§ AIM OF THE TASK: Each line of the material, from the first through the one containing "- Connection lifecycle", is to be written out exactly.

====

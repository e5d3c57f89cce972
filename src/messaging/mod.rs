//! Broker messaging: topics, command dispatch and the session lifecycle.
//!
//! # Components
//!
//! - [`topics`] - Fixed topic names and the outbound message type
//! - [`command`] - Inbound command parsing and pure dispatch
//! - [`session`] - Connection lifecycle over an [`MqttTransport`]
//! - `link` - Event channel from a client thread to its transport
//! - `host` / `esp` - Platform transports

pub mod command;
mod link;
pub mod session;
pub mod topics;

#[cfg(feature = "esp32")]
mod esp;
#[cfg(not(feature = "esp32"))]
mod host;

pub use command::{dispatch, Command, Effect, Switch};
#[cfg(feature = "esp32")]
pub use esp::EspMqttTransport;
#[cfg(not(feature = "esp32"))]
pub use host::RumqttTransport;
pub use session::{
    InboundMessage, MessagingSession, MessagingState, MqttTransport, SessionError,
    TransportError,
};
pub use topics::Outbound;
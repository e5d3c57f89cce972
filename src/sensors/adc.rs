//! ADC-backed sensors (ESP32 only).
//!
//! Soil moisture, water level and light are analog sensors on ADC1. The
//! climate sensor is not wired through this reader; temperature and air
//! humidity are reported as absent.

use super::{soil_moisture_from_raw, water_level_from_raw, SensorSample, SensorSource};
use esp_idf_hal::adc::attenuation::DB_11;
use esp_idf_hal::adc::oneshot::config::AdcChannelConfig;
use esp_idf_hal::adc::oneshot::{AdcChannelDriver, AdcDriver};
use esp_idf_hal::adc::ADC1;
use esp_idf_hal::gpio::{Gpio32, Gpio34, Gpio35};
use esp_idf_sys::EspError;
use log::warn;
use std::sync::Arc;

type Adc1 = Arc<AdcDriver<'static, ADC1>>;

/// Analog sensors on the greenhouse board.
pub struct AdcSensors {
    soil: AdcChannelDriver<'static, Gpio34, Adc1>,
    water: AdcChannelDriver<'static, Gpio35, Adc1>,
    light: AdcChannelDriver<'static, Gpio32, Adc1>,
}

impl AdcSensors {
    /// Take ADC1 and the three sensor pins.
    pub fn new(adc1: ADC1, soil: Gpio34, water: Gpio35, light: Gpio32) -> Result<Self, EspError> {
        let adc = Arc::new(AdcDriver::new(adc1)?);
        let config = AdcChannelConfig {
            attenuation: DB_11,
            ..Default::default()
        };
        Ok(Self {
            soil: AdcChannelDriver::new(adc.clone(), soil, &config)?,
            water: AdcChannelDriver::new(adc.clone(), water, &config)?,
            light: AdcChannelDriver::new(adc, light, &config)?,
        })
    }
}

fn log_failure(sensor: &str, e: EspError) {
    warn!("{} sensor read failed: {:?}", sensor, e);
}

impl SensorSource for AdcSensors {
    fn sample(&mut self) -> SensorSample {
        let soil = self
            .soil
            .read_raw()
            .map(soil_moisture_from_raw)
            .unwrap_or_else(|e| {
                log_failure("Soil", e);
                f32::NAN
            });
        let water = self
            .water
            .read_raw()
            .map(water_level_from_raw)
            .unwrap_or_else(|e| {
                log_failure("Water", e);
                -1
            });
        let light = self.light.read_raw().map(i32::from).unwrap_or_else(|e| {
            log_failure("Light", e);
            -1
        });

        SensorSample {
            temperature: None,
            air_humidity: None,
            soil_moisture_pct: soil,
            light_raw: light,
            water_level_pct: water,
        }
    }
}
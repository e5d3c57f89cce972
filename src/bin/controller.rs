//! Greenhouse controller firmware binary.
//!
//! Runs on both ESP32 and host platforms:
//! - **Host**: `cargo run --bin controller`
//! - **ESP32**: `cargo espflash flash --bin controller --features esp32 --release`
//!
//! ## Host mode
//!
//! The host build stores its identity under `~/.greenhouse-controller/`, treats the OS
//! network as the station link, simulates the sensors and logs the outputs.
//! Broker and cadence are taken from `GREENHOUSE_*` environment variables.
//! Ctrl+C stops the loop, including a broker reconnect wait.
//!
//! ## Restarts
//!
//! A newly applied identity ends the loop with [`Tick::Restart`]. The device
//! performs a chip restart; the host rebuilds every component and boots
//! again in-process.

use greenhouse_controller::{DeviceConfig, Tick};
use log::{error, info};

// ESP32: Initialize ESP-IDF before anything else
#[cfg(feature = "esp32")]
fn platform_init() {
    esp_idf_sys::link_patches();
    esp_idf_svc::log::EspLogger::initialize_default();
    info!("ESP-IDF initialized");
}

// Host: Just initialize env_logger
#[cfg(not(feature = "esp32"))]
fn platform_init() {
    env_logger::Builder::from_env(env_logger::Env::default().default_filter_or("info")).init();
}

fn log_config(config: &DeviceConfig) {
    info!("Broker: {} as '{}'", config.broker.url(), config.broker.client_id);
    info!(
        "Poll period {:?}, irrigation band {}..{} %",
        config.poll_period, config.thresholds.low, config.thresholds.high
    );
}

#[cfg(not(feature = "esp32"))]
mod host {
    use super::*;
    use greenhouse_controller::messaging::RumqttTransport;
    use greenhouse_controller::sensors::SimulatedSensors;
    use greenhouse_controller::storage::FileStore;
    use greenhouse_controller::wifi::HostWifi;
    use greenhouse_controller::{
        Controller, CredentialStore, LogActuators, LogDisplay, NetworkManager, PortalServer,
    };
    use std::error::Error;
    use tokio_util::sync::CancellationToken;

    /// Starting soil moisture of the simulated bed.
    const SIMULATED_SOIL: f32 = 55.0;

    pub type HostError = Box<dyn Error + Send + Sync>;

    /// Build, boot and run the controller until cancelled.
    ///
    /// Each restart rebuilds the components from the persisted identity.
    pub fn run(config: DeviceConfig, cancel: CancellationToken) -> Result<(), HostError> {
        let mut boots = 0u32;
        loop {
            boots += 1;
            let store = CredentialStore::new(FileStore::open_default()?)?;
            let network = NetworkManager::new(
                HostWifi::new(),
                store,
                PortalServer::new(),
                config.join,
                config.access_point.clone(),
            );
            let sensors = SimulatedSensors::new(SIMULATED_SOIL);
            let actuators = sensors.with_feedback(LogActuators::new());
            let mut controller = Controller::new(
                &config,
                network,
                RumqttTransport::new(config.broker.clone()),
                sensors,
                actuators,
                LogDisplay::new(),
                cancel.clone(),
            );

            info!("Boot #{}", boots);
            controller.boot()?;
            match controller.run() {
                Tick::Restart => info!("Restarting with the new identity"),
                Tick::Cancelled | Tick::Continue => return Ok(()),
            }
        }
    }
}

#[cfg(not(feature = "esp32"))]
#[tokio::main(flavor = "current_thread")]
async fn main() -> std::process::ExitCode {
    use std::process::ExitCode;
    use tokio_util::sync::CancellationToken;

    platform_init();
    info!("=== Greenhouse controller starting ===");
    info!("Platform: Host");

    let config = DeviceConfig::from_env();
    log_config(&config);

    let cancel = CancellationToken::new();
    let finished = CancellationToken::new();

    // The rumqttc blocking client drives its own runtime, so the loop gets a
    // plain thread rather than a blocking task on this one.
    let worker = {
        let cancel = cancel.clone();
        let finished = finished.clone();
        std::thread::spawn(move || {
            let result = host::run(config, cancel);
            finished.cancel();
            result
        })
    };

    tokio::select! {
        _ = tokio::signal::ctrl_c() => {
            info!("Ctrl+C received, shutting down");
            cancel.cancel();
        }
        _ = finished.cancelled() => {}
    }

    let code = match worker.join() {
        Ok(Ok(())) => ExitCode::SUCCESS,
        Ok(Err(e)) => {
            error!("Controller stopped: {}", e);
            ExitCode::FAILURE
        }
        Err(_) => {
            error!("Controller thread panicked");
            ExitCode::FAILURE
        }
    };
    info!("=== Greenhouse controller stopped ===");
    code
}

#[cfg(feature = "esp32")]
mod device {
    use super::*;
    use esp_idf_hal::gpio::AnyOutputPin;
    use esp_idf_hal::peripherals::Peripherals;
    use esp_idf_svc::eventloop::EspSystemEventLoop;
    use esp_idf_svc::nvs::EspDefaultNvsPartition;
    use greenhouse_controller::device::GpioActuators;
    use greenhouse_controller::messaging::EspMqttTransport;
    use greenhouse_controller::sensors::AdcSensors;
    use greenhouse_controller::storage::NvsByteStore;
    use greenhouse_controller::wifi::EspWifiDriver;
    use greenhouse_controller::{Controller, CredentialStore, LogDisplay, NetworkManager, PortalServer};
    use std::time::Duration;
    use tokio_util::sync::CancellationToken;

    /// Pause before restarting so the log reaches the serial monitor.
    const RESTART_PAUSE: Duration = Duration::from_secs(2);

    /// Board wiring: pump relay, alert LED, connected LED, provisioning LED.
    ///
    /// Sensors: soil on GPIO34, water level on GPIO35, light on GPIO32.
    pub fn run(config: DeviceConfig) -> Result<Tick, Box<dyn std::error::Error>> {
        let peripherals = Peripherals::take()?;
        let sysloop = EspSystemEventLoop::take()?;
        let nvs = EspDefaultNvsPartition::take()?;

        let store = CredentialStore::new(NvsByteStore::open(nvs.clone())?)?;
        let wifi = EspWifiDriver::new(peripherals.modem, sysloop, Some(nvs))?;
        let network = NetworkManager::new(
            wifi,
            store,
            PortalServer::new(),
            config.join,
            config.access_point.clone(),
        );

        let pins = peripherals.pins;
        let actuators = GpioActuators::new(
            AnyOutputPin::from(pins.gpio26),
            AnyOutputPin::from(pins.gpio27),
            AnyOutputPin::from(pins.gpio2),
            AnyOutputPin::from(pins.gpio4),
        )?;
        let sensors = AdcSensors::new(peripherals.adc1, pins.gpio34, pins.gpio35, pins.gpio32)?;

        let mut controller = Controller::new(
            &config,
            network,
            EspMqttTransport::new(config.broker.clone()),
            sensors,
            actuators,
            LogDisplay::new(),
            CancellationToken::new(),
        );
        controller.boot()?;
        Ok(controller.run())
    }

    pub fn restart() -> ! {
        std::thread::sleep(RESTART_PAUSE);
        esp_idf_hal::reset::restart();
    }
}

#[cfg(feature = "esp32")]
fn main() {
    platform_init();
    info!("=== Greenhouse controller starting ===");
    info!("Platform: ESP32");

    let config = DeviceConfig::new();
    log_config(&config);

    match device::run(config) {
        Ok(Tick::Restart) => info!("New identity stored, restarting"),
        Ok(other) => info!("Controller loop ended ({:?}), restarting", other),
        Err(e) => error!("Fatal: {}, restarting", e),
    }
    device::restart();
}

====

§ EXPECTED ANSWER:
repository e5d3c57f89cce972
filename src/messaging/mod.rs
//! Broker messaging: topics, command dispatch and the session lifecycle.
//!
//! # Components
//!
//! - [`topics`] - Fixed topic names and the outbound message type
//! - [`command`] - Inbound command parsing and pure dispatch
//! - [`session`] - Connection lifecycle over an [`MqttTransport`]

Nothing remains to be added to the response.